- **Problem to solve**: Every line below should be copied out exactly.

- **Source material**:
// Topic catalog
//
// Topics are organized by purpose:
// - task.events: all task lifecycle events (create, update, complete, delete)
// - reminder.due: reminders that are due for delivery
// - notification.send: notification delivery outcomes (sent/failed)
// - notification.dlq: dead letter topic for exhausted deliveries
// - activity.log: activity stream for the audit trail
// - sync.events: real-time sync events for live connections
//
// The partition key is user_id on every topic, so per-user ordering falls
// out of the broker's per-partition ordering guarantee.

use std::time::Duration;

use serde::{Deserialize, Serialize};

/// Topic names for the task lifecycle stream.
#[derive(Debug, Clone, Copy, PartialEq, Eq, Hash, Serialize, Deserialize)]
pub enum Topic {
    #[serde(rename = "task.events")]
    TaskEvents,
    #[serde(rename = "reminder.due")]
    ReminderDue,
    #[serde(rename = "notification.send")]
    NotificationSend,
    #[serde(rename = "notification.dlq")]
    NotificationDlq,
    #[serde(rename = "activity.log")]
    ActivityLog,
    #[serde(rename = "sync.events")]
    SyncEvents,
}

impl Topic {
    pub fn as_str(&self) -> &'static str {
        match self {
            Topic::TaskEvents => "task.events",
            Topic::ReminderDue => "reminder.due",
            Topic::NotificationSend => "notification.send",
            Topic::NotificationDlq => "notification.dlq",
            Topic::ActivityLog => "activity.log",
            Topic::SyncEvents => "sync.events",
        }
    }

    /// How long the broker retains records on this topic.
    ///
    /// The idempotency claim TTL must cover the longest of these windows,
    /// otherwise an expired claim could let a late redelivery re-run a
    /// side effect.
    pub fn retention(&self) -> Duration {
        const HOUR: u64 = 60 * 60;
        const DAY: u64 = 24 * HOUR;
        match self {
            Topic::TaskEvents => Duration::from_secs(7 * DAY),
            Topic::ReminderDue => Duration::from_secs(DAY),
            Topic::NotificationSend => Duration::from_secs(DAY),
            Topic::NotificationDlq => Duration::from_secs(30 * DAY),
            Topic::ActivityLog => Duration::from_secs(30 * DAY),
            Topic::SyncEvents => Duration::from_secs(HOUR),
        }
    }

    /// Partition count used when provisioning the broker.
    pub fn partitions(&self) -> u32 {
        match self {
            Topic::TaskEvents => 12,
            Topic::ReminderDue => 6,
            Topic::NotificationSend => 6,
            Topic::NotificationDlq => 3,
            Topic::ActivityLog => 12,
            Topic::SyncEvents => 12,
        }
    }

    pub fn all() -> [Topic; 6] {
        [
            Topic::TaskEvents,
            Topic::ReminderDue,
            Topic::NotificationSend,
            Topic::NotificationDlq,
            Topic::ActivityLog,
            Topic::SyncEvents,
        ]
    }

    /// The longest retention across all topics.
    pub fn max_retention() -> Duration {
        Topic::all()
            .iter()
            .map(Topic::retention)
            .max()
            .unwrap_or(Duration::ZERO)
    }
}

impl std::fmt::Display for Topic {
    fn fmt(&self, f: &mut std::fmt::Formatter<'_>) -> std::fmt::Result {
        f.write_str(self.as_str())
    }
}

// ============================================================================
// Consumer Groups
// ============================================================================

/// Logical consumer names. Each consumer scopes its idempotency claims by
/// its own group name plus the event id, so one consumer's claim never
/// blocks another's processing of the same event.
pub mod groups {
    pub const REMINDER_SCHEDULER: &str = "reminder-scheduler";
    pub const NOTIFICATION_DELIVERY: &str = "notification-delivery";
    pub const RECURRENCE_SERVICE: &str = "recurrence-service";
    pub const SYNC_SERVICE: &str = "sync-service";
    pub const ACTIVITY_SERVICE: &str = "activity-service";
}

- **Task output**:
// Topic catalog
//
// Topics are organized by purpose:
// - task.events: all task lifecycle events (create, update, complete, delete)
// - reminder.due: reminders that are due for delivery
// - notification.send: notification delivery outcomes (sent/failed)
// - notification.dlq: dead letter topic for exhausted deliveries
// - activity.log: activity stream for the audit trail
// - sync.events: real-time sync events for live connections
//
// The partition key is user_id on every topic, so per-user ordering falls
// out of the broker's per-partition ordering guarantee.

use std::time::Duration;

use serde::{Deserialize, Serialize};

/// Topic names for the task lifecycle stream.
#[derive(Debug, Clone, Copy, PartialEq, Eq, Hash, Serialize, Deserialize)]
pub enum Topic {
    #[serde(rename = "task.events")]
    TaskEvents,
    #[serde(rename = "reminder.due")]
    ReminderDue,
    #[serde(rename = "notification.send")]
    NotificationSend,
    #[serde(rename = "notification.dlq")]
    NotificationDlq,
    #[serde(rename = "activity.log")]
    ActivityLog,
    #[serde(rename = "sync.events")]
    SyncEvents,
}

impl Topic {
    pub fn as_str(&self) -> &'static str {
        match self {
            Topic::TaskEvents => "task.events",
            Topic::ReminderDue => "reminder.due",
            Topic::NotificationSend => "notification.send",
            Topic::NotificationDlq => "notification.dlq",
            Topic::ActivityLog => "activity.log",
            Topic::SyncEvents => "sync.events",
        }
    }

    /// How long the broker retains records on this topic.
    ///
    /// The idempotency claim TTL must cover the longest of these windows,
    /// otherwise an expired claim could let a late redelivery re-run a
    /// side effect.
    pub fn retention(&self) -> Duration {
        const HOUR: u64 = 60 * 60;
        const DAY: u64 = 24 * HOUR;
        match self {
            Topic::TaskEvents => Duration::from_secs(7 * DAY),
            Topic::ReminderDue => Duration::from_secs(DAY),
            Topic::NotificationSend => Duration::from_secs(DAY),
            Topic::NotificationDlq => Duration::from_secs(30 * DAY),
            Topic::ActivityLog => Duration::from_secs(30 * DAY),
            Topic::SyncEvents => Duration::from_secs(HOUR),
        }
    }

    /// Partition count used when provisioning the broker.
    pub fn partitions(&self) -> u32 {
        match self {
            Topic::TaskEvents => 12,
            Topic::ReminderDue => 6,
            Topic::NotificationSend => 6,
            Topic::NotificationDlq => 3,
            Topic::ActivityLog => 12,
            Topic::SyncEvents => 12,
        }
    }

    pub fn all() -> [Topic; 6] {
        [
            Topic::TaskEvents,
            Topic::ReminderDue,
            Topic::NotificationSend,
            Topic::NotificationDlq,
            Topic::ActivityLog,
            Topic::SyncEvents,
        ]
    }

    /// The longest retention across all topics.
    pub fn max_retention() -> Duration {
        Topic::all()
            .iter()
            .map(Topic::retention)
            .max()
            .unwrap_or(Duration::ZERO)
    }
}

impl std::fmt::Display for Topic {
    fn fmt(&self, f: &mut std::fmt::Formatter<'_>) -> std::fmt::Result {
        f.write_str(self.as_str())
    }
}

// ============================================================================
// Consumer Groups
// ============================================================================

/// Logical consumer names. Each consumer scopes its idempotency claims by
/// its own group name plus the event id, so one consumer's claim never
/// blocks another's processing of the same event.
pub mod groups {
    pub const REMINDER_SCHEDULER: &str = "reminder-scheduler";
    pub const NOTIFICATION_DELIVERY: &str = "notification-delivery";
    pub const RECURRENCE_SERVICE: &str = "recurrence-service";
    pub const SYNC_SERVICE: &str = "sync-service";
    pub const ACTIVITY_SERVICE: &str = "activity-service";
}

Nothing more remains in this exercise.